(Records from a data collection)
• • • • • • •
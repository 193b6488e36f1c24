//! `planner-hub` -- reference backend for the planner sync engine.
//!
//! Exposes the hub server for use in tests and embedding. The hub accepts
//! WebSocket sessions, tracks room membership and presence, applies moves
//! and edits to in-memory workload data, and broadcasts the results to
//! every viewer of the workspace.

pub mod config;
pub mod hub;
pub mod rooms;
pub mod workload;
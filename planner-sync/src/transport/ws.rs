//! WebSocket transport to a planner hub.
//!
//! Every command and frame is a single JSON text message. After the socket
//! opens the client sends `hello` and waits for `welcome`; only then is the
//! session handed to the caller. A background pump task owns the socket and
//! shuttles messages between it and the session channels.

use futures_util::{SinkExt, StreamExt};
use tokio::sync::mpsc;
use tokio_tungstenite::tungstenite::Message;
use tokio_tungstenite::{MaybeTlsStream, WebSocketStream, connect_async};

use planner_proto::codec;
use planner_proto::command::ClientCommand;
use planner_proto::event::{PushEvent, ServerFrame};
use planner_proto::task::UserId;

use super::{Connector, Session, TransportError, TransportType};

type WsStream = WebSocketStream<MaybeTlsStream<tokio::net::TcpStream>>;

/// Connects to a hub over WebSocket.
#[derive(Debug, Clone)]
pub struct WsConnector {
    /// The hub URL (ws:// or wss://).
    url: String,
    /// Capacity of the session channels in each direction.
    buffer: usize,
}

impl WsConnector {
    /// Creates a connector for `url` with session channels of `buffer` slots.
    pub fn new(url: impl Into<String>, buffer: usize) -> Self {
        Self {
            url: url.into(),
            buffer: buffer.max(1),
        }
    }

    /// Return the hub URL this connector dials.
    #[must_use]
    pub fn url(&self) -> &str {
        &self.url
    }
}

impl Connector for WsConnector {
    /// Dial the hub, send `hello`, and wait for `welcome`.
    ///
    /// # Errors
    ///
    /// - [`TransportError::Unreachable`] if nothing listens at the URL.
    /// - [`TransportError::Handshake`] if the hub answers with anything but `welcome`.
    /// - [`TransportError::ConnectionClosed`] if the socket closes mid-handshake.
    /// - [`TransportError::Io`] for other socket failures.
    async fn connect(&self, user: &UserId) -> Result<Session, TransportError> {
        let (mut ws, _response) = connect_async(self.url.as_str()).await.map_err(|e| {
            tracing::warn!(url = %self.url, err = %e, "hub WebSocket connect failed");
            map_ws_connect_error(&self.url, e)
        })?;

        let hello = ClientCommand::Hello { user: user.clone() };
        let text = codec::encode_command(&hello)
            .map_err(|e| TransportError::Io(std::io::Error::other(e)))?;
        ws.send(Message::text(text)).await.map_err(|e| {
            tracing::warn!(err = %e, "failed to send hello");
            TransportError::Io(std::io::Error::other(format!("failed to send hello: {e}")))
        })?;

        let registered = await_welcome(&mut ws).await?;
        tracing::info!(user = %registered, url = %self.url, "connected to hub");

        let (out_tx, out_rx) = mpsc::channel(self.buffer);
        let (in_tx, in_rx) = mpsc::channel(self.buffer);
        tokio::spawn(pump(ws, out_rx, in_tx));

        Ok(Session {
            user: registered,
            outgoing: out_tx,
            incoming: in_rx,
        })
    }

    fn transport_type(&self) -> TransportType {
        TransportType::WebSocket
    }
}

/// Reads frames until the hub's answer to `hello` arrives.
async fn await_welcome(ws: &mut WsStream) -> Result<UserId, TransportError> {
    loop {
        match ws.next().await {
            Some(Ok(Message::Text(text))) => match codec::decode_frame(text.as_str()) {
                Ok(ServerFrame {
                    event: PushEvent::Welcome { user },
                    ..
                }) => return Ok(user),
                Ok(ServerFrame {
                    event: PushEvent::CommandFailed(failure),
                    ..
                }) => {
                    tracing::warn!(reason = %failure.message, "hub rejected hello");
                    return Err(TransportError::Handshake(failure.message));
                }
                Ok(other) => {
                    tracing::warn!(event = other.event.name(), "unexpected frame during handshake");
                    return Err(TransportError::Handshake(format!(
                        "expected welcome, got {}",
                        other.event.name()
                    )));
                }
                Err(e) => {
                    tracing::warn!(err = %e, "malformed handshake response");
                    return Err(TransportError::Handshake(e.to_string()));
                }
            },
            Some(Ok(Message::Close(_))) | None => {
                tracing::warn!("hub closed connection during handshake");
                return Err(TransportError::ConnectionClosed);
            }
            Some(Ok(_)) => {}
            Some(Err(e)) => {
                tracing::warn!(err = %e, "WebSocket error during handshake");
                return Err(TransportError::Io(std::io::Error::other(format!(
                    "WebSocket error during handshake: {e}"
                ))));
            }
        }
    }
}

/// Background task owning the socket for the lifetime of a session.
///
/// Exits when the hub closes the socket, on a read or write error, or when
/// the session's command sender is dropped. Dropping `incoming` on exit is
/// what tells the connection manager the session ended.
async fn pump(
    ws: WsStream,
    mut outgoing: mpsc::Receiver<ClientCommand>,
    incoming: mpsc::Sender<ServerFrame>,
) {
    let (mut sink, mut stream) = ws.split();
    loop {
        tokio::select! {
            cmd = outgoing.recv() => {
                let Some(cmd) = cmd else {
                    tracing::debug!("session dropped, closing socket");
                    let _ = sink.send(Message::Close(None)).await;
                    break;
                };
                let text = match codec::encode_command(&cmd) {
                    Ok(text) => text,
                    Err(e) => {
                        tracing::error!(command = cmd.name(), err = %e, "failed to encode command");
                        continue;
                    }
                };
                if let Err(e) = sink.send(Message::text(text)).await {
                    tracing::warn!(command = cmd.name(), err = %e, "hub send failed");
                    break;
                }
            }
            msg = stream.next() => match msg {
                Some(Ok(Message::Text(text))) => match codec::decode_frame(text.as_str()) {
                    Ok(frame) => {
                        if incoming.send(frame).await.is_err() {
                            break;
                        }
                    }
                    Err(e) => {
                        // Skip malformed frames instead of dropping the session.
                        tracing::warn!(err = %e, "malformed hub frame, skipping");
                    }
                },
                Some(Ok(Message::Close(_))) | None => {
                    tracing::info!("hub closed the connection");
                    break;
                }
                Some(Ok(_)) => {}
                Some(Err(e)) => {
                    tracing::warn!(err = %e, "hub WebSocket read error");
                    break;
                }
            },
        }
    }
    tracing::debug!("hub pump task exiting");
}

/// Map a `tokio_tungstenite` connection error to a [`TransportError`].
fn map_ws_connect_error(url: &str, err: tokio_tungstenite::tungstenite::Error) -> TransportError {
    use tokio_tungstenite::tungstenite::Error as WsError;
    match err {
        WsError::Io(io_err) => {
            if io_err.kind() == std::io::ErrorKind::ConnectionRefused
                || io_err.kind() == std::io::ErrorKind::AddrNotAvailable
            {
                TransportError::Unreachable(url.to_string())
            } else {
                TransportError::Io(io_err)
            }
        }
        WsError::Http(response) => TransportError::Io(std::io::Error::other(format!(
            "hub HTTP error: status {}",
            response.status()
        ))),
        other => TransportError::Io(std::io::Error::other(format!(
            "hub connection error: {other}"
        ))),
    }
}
• • • • • • •
- [Work request]: Copy out all lines above that include the string "incoming".

- [Solution to the problem]:
            incoming: in_rx,
/// the session's command sender is dropped. Dropping `incoming` on exit is
    incoming: mpsc::Sender<ServerFrame>,
                        if incoming.send(frame).await.is_err() {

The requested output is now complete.